Task to complete:
Scan the entries for "DailyClose". Every line that holds it is to be copied.

Entries taken from a collection
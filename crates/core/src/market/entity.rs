use chrono::NaiveDate;
use serde::{Deserialize, Serialize};

/// # Summary
/// 单个交易日的收盘价。
///
/// # Invariants
/// - `close` 可能为非有限值 (NaN)，代表上游在该日返回了空值，由涨跌幅计算器负责处理。
#[derive(Debug, Clone, Copy, PartialEq, Serialize, Deserialize)]
pub struct DailyClose {
    /// 交易日
    pub date: NaiveDate,
    /// 收盘价
    pub close: f64,
}

/// # Summary
/// 单个代码在回看窗口内的收盘价序列，仅在一次同步周期内存在，不落库。
#[derive(Debug, Clone, PartialEq, Serialize, Deserialize)]
pub struct PriceQuote {
    /// 股票代码 (与名单源一致)
    pub ticker: String,
    /// 按交易日排列的收盘价
    pub closes: Vec<DailyClose>,
}

impl PriceQuote {
    pub fn new(ticker: impl Into<String>, closes: Vec<DailyClose>) -> Self {
        Self {
            ticker: ticker.into(),
            closes,
        }
    }
}

/// # Summary
/// 由两个收盘价推导出的价格快照：最新价与日涨跌幅 (百分比)。
///
/// # Invariants
/// - 两个字段同为有限值，二者作为整体存在或缺席，不允许只有其一。
#[derive(Debug, Clone, Copy, PartialEq, Serialize, Deserialize)]
pub struct PriceChange {
    /// 最新收盘价
    pub current_price: f64,
    /// 相对前一交易日的涨跌幅，单位为百分比
    pub change_percent: f64,
}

Written solution:
pub struct DailyClose {
    pub closes: Vec<DailyClose>,
    pub fn new(ticker: impl Into<String>, closes: Vec<DailyClose>) -> Self {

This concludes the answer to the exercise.